Viper: Open Mamba-based Vision-Language Models

Yufan Zhuang^1,2, Pierce Chuang², Yichao Lu², Abhay Harpale², Vikas Bhardwaj², Jingbo Shang¹

¹UC San Diego, ²Meta

Viper-Jamba-52B || Viper-Mamba-7B || Evaluation || Github

(Logo Created by ChatGPT-4o)

Viper VLMs are built on the Mamba architecture, which offers efficiency and strong performance in handling long-range dependencies compared to Transformers.
The models process visual tokens from entire images, leveraging Mamba's strengths in linear-time complexity and long-range reasoning for vision tasks, and are trained on the Cambrian-7M dataset, supporting up to 2K resolution.
Viper VLMs demonstrate competitive performance on diverse benchmarks, setting the stage for potential future shifts in vision-language model architectures.

Introduction

We introduce Viper, a series of open vision language models (VLMs) built on the Mamba architecture. Since Mamba's inception, it has been regarded as a promising alternative to the Transformer as the foundational architecture for large language models. Mamba offers a significant advantage in terms of linear-time complexities with respect to input sequence length, while also outperforming Transformers in tasks that require long-range dependencies understanding.

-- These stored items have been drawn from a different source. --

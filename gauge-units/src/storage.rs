//! Storage sizes in powers of 1024
//!
//! Bytes are the canonical unit; every other unit is `1024^exponent` bytes.
//! [`simplify`] picks the most readable unit for a raw size.

use std::borrow::Cow;
use tracing::trace;
use crate::dimension::{Dimension, Measure};
use crate::measurement::Measurement;
use crate::unit::{AnyUnit, StorageUnit};

pub(crate) const STEP: f64 = 1024.0;

/// Marker for the storage family
#[derive(Debug, Clone, Copy, PartialEq, Eq)]
pub struct DataSize;

impl Measure for DataSize {
    type Unit = StorageUnit;

    const DIMENSION: Dimension = Dimension::Storage;

    fn convert(magnitude: f64, from: StorageUnit, to: StorageUnit) -> f64 {
        from_bytes(to_bytes(magnitude, from), to)
    }

    fn symbol(unit: StorageUnit) -> Cow<'static, str> {
        Cow::Borrowed(unit.suffix())
    }

    fn erase(unit: StorageUnit) -> AnyUnit {
        AnyUnit::Storage(unit)
    }
}

pub type Storage = Measurement<DataSize>;

pub fn to_bytes(magnitude: f64, unit: StorageUnit) -> f64 {
    magnitude * STEP.powi(unit.exponent())
}

pub fn from_bytes(bytes: f64, target: StorageUnit) -> f64 {
    bytes / STEP.powi(target.exponent())
}

pub fn convert(magnitude: f64, from: StorageUnit, to: StorageUnit) -> Storage {
    Storage::new(DataSize::convert(magnitude, from, to), to)
}

/// Re-express a size in the smallest unit whose threshold it stays under,
/// falling back to yottabytes. Zero and negative sizes land on bytes.
pub fn simplify(magnitude: f64, unit: StorageUnit) -> Storage {
    let bytes = to_bytes(magnitude, unit);
    let target = StorageUnit::ALL
        .into_iter()
        .find(|candidate| bytes < candidate.threshold())
        .unwrap_or(StorageUnit::Yottabytes);

    trace!(bytes, unit = %target, "simplified storage size");
    Storage::new(from_bytes(bytes, target), target)
}

impl Measurement<DataSize> {
    pub fn simplified(&self) -> Storage {
        simplify(self.magnitude(), self.unit())
    }

    pub fn bytes(&self) -> Storage {
        self.convert_to(StorageUnit::Bytes)
    }

    pub fn kilobytes(&self) -> Storage {
        self.convert_to(StorageUnit::Kilobytes)
    }

    pub fn megabytes(&self) -> Storage {
        self.convert_to(StorageUnit::Megabytes)
    }

    pub fn gigabytes(&self) -> Storage {
        self.convert_to(StorageUnit::Gigabytes)
    }

    pub fn terabytes(&self) -> Storage {
        self.convert_to(StorageUnit::Terabytes)
    }

    pub fn petabytes(&self) -> Storage {
        self.convert_to(StorageUnit::Petabytes)
    }

    pub fn exabytes(&self) -> Storage {
        self.convert_to(StorageUnit::Exabytes)
    }

    pub fn zettabytes(&self) -> Storage {
        self.convert_to(StorageUnit::Zettabytes)
    }

    pub fn yottabytes(&self) -> Storage {
        self.convert_to(StorageUnit::Yottabytes)
    }
}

In Viper VLMs, we imbibe all visual tokens into the model and inference on the entire image, relying on Mamba's efficiency and long-range reasoning power to comprehend the vision inputs. The models are trained on the Cambrian-7M, natively supporting up to 2K resolution. We show that Viper VLMs are competitive with open-sourced VLMs across diverse benchmarks. This work lays the groundwork for potential architectural shifts in future vision-language models, highlighting Mamba's promising role in advancing this field.

Model Architecture

We use the single-encoder design with linear projectors connecting the vision encoder and LLM backbones.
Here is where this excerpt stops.